Among the allegations, CSIS asserts that in 2019, at least 11 federal election candidates accepted money from the Chinese Consulate-General in Toronto, facilitated by an Ontario MPP and campaign staffer. The amount transferred has been estimated at around $250,000.

While no names were given, the CSIS report did implicate both Liberal and Conservative politicians as being involved, according to Global News.

Chiu says that Canada does not have the legal framework necessary to fight against the Chinese regime’s attempt to manipulate the Canadian electorate to the CCP’s advantage.

“Espionage laws have not been updated to the 21st century to fight against the asymmetric information warfare that has been launched against Canada,” he says.

Chiu has been a prominent voice against foreign interference in Canadian politics in the past, tabling an ultimately unsuccessful private member’s bill in the House of Commons that would have created a public registry for anyone working with hostile regimes. 

The CSIS brief confirmed that the Chinese regime investigates and actively tries to subvert MPs that act against their national interests.

Chiu says, “the opponents that we are facing, they don’t don a black coat and an umbrella; the stereotypical spy type.” 

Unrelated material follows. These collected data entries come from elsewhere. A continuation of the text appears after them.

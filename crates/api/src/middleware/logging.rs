//! Logging initialization.

use std::str::FromStr;

use tracing_subscriber::{
    fmt::{self, format::FmtSpan},
    layer::SubscriberExt,
    util::SubscriberInitExt,
    EnvFilter,
};

use crate::config::LoggingConfig;

/// Per-statement sqlx events are only useful when debugging a query.
const QUIET_TARGETS: &[&str] = &["sqlx::query=warn"];

/// Output encoding for log lines.
#[derive(Debug, Clone, Copy, PartialEq, Eq)]
pub enum LogFormat {
    Json,
    Pretty,
}

impl FromStr for LogFormat {
    type Err = String;

    fn from_str(s: &str) -> Result<Self, Self::Err> {
        match s.to_ascii_lowercase().as_str() {
            "json" => Ok(LogFormat::Json),
            "pretty" => Ok(LogFormat::Pretty),
            other => Err(format!(
                "Unknown log format '{}', expected 'json' or 'pretty'",
                other
            )),
        }
    }
}

/// Filter directives for `level` with the noisy targets turned down.
pub fn filter_directives(level: &str) -> String {
    std::iter::once(level)
        .chain(QUIET_TARGETS.iter().copied())
        .collect::<Vec<_>>()
        .join(",")
}

/// Installs the global subscriber. `RUST_LOG` wins over `logging.level`.
pub fn init_logging(config: &LoggingConfig) {
    let env_filter = EnvFilter::try_from_default_env()
        .unwrap_or_else(|_| EnvFilter::new(filter_directives(&config.level)));

    let subscriber = tracing_subscriber::registry().with(env_filter);

    match config.format.parse().unwrap_or(LogFormat::Json) {
        LogFormat::Json => {
            let json_layer = fmt::layer()
                .json()
                .with_span_events(FmtSpan::CLOSE)
                .with_current_span(true)
                .with_target(true);
            subscriber.with(json_layer).init();
        }
        LogFormat::Pretty => {
            let pretty_layer = fmt::layer()
                .pretty()
                .with_span_events(FmtSpan::CLOSE)
                .with_target(true);
            subscriber.with(pretty_layer).init();
        }
    }
}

He’s now urging the federal government to do more than pay lip service and virtue signal on foreign interference and election integrity. Instead, they need to take action and defend Canada’s social fabric and democracy.

Chiu says his proposed legislation was a bare-minimum safeguard that the Trudeau government’s refusal shows weakness to countries that would like to exploit Canada and sullies our reputation among allied nations.

He points to the 2021 establishment of AUKUS – the international security pact between Australia, the United Kingdom, and the United States – as evidence that Canada’s allies are excluding the country from critical international partnerships.